Women who present with female pattern hair loss tend to underestimate the severity of their hair loss

S Biondo, D Goble, R Sinclair
British Journal of Dermatology 2004, 150 (4): 750-2

BACKGROUND: Female pattern hair loss (FPHL) is the preferred term for androgenetic alopecia in women. FPHL can be a source of considerable distress for affected women. Our hypothesis was that women with FPHL who seek treatment would rate their condition as more severe than would their treating doctors.

OBJECTIVES: To identify discrepancies between the severity ratings of the women and their clinicians.

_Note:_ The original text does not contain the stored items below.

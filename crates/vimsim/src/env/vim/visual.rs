//! # Visual mode
//!
//! ## Overview
//!
//! Visual mode selects text between an anchor and the cursor. Motions move the cursor and so
//! extend the selection, while operators act on the selection and return to Normal mode.
//! Visual Line mode always selects whole lines.
use crate::editing::cursor::Cursor;
use crate::editing::motion::{Motion, TextObject};
use crate::errors::EditResult;
use crate::prelude::{MoveDir1D, TargetShape};
use crate::state::{InsertKind, Mode, Operator, PendingKey, VimState};
use crate::util::sort2;

use super::normal;
use super::ops::{self, EditRange};
use super::{cmdline, Effect, KeyClass};

fn anchor(state: &VimState) -> Cursor {
    state.visual_anchor.clone().unwrap_or_else(|| state.cursor.clone())
}

/// The first and last selected lines.
fn selected_lines(state: &VimState) -> (usize, usize) {
    sort2(anchor(state).y, state.cursor.y)
}

/// The selected text, as an operator sees it.
fn selection(state: &VimState) -> EditRange {
    match state.mode {
        Mode::VisualLine => {
            let (s, e) = selected_lines(state);

            EditRange::lines(s, e)
        },
        _ => {
            let (start, end) = sort2(anchor(state), state.cursor.clone());

            EditRange::chars(start, state.buffer.after(&end))
        },
    }
}

fn leave(state: &mut VimState) -> Effect {
    state.end_visual();
    state.reset_pending();
    state.clamp_cursor_x();

    Effect::Changed
}

fn operate(state: &mut VimState, op: Operator, lines: bool) -> EditResult<Effect> {
    let range = if lines {
        let (s, e) = selected_lines(state);

        EditRange::lines(s, e)
    } else {
        selection(state)
    };

    state.end_visual();

    ops::apply_operator(state, op, range)
}

fn shift(state: &mut VimState, dir: MoveDir1D) -> EditResult<Effect> {
    let levels = state.take_count().unwrap_or(1);
    let (s, e) = selected_lines(state);

    state.end_visual();
    state.reset_pending();
    ops::shift_lines(state, s, e, levels, dir)?;
    state.goto_first_word(s);

    Ok(Effect::Changed)
}

fn join(state: &mut VimState, spaces: bool) -> EditResult<Effect> {
    let (s, e) = selected_lines(state);
    let count = (e - s + 1).max(2);

    state.end_visual();
    state.reset_pending();
    ops::join(state, s, count, spaces);

    Ok(Effect::Changed)
}

fn insert(state: &mut VimState, append: bool) -> EditResult<Effect> {
    let range = selection(state);

    state.end_visual();
    state.reset_pending();

    state.cursor = match (append, range.shape) {
        (false, _) => range.start,
        (true, TargetShape::CharWise) => range.end,
        (true, TargetShape::LineWise) => {
            Cursor::new(range.end.y, state.buffer.get_columns(range.end.y))
        },
    };
    ops::start_insert(state, InsertKind::Insert, 1);

    Ok(Effect::Changed)
}

fn switch(state: &mut VimState, mode: Mode) -> Effect {
    if state.mode == mode {
        return leave(state);
    }

    state.mode = mode;
    state.reset_pending();

    Effect::Changed
}

fn select_object(state: &mut VimState, inner: bool, c: char) -> Effect {
    let count = state.take_count().unwrap_or(1);
    state.reset_pending();

    let Some(obj) = TextObject::from_char(c) else {
        return Effect::Changed;
    };

    if let Some((start, end)) = obj.range(&state.buffer, &state.cursor, inner, count) {
        let last = state.buffer.prev_pos(&end).unwrap_or_else(|| start.clone());

        state.visual_anchor = Some(start);
        state.cursor = last;
        state.clamp_cursor_x();
    }

    Effect::Changed
}

fn g_key(state: &mut VimState, c: char) -> EditResult<Effect> {
    match c {
        'g' => normal::run_motion(state, Motion::GotoLine(MoveDir1D::Previous)),
        'J' => join(state, false),
        '~' => operate(state, Operator::ToggleCase, false),
        'u' => operate(state, Operator::Lowercase, false),
        'U' => operate(state, Operator::Uppercase, false),
        _ => {
            state.reset_pending();

            Ok(Effect::Changed)
        },
    }
}

fn pending_key(state: &mut VimState, pending: PendingKey, key: &KeyClass) -> EditResult<Effect> {
    let KeyClass::Char(c) = key else {
        state.reset_pending();
        return Ok(Effect::Changed);
    };
    let c = *c;

    match pending {
        PendingKey::G => g_key(state, c),
        PendingKey::Register => Ok(normal::select_register(state, c)),
        PendingKey::Replace => {
            let range = selection(state);

            state.end_visual();
            state.reset_pending();
            ops::replace_range(state, &range, c);

            Ok(Effect::Changed)
        },
        PendingKey::Find(dir, till) => normal::find_char(state, dir, till, c),
        PendingKey::TextObject(inner) => Ok(select_object(state, inner, c)),
        PendingKey::Record | PendingKey::Discard => {
            state.reset_pending();

            Ok(Effect::Changed)
        },
    }
}

fn set_pending_key(state: &mut VimState, key: PendingKey) -> EditResult<Effect> {
    state.pending.key = Some(key);

    Ok(Effect::Changed)
}

fn visual_char(state: &mut VimState, c: char) -> EditResult<Effect> {
    if normal::count_digit(state, c) {
        return Ok(Effect::Changed);
    }

    match c {
        'd' | 'x' => operate(state, Operator::Delete, false),
        'D' | 'X' => operate(state, Operator::Delete, true),
        'y' => operate(state, Operator::Yank, false),
        'Y' => operate(state, Operator::Yank, true),
        'c' | 's' => operate(state, Operator::Change, false),
        'C' | 'S' | 'R' => operate(state, Operator::Change, true),
        '~' => operate(state, Operator::ToggleCase, false),
        'u' => operate(state, Operator::Lowercase, false),
        'U' => operate(state, Operator::Uppercase, false),
        '>' => shift(state, MoveDir1D::Next),
        '<' => shift(state, MoveDir1D::Previous),
        'J' => join(state, true),
        'p' | 'P' => {
            let count = state.take_count().unwrap_or(1);
            let range = selection(state);

            state.end_visual();
            ops::put_over(state, range, count)
        },
        'I' => insert(state, false),
        'A' => insert(state, true),
        'o' | 'O' => {
            if let Some(anchor) = state.visual_anchor.take() {
                state.visual_anchor = Some(state.cursor.clone());
                state.cursor = anchor;
            }

            state.reset_pending();

            Ok(Effect::Changed)
        },
        'v' => Ok(switch(state, Mode::Visual)),
        'V' => Ok(switch(state, Mode::VisualLine)),
        ':' => {
            state.end_visual();
            state.reset_pending();
            cmdline::enter(state, String::from(":'<,'>"));

            Ok(Effect::Changed)
        },
        '/' | '?' => {
            cmdline::enter(state, c.to_string());

            Ok(Effect::Changed)
        },
        '"' => set_pending_key(state, PendingKey::Register),
        'g' => set_pending_key(state, PendingKey::G),
        'r' => set_pending_key(state, PendingKey::Replace),
        'f' => set_pending_key(state, PendingKey::Find(MoveDir1D::Next, false)),
        'F' => set_pending_key(state, PendingKey::Find(MoveDir1D::Previous, false)),
        't' => set_pending_key(state, PendingKey::Find(MoveDir1D::Next, true)),
        'T' => set_pending_key(state, PendingKey::Find(MoveDir1D::Previous, true)),
        'i' | 'a' => set_pending_key(state, PendingKey::TextObject(c == 'i')),
        c => {
            match normal::motion_char(state, c) {
                Some(res) => res,
                None => Ok(normal::cancel(state)),
            }
        },
    }
}

/// Handle a token in Visual or Visual Line mode.
pub(super) fn handle(state: &mut VimState, key: &KeyClass) -> EditResult<Effect> {
    if let KeyClass::Text(_) | KeyClass::Other = key {
        return Ok(Effect::Ignored);
    }

    if let Some(pending) = state.pending.key.take() {
        return pending_key(state, pending, key);
    }

    match key {
        KeyClass::Escape | KeyClass::Ctrl('c') => Ok(leave(state)),
        KeyClass::Delete => operate(state, Operator::Delete, false),
        KeyClass::Char(c) => visual_char(state, *c),
        key => {
            match normal::motion_key(key) {
                Some(motion) => normal::run_motion(state, motion),
                None => Ok(normal::cancel(state)),
            }
        },
    }
}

METHODS: Participants were 30 women receiving treatment for biopsy-proven FPHL and 44 women on a waiting list to receive treatment for FPHL. Each woman completed a self-report photographic measure of severity of hair loss, specifically developed for the current study.

RESULTS: Although no difference was found between the severity ratings of women receiving treatment and their clinicians, it was found that women in the waiting list group underestimated the severity of their hair loss compared with their clinicians' ratings.

CONCLUSION: The results indicate that FPHL-affected women who seek treatment for FPHL do not overestimate the severity of the hair loss; in fact, they tend to underestimate. The present findings have implications for the treatment of FPHL.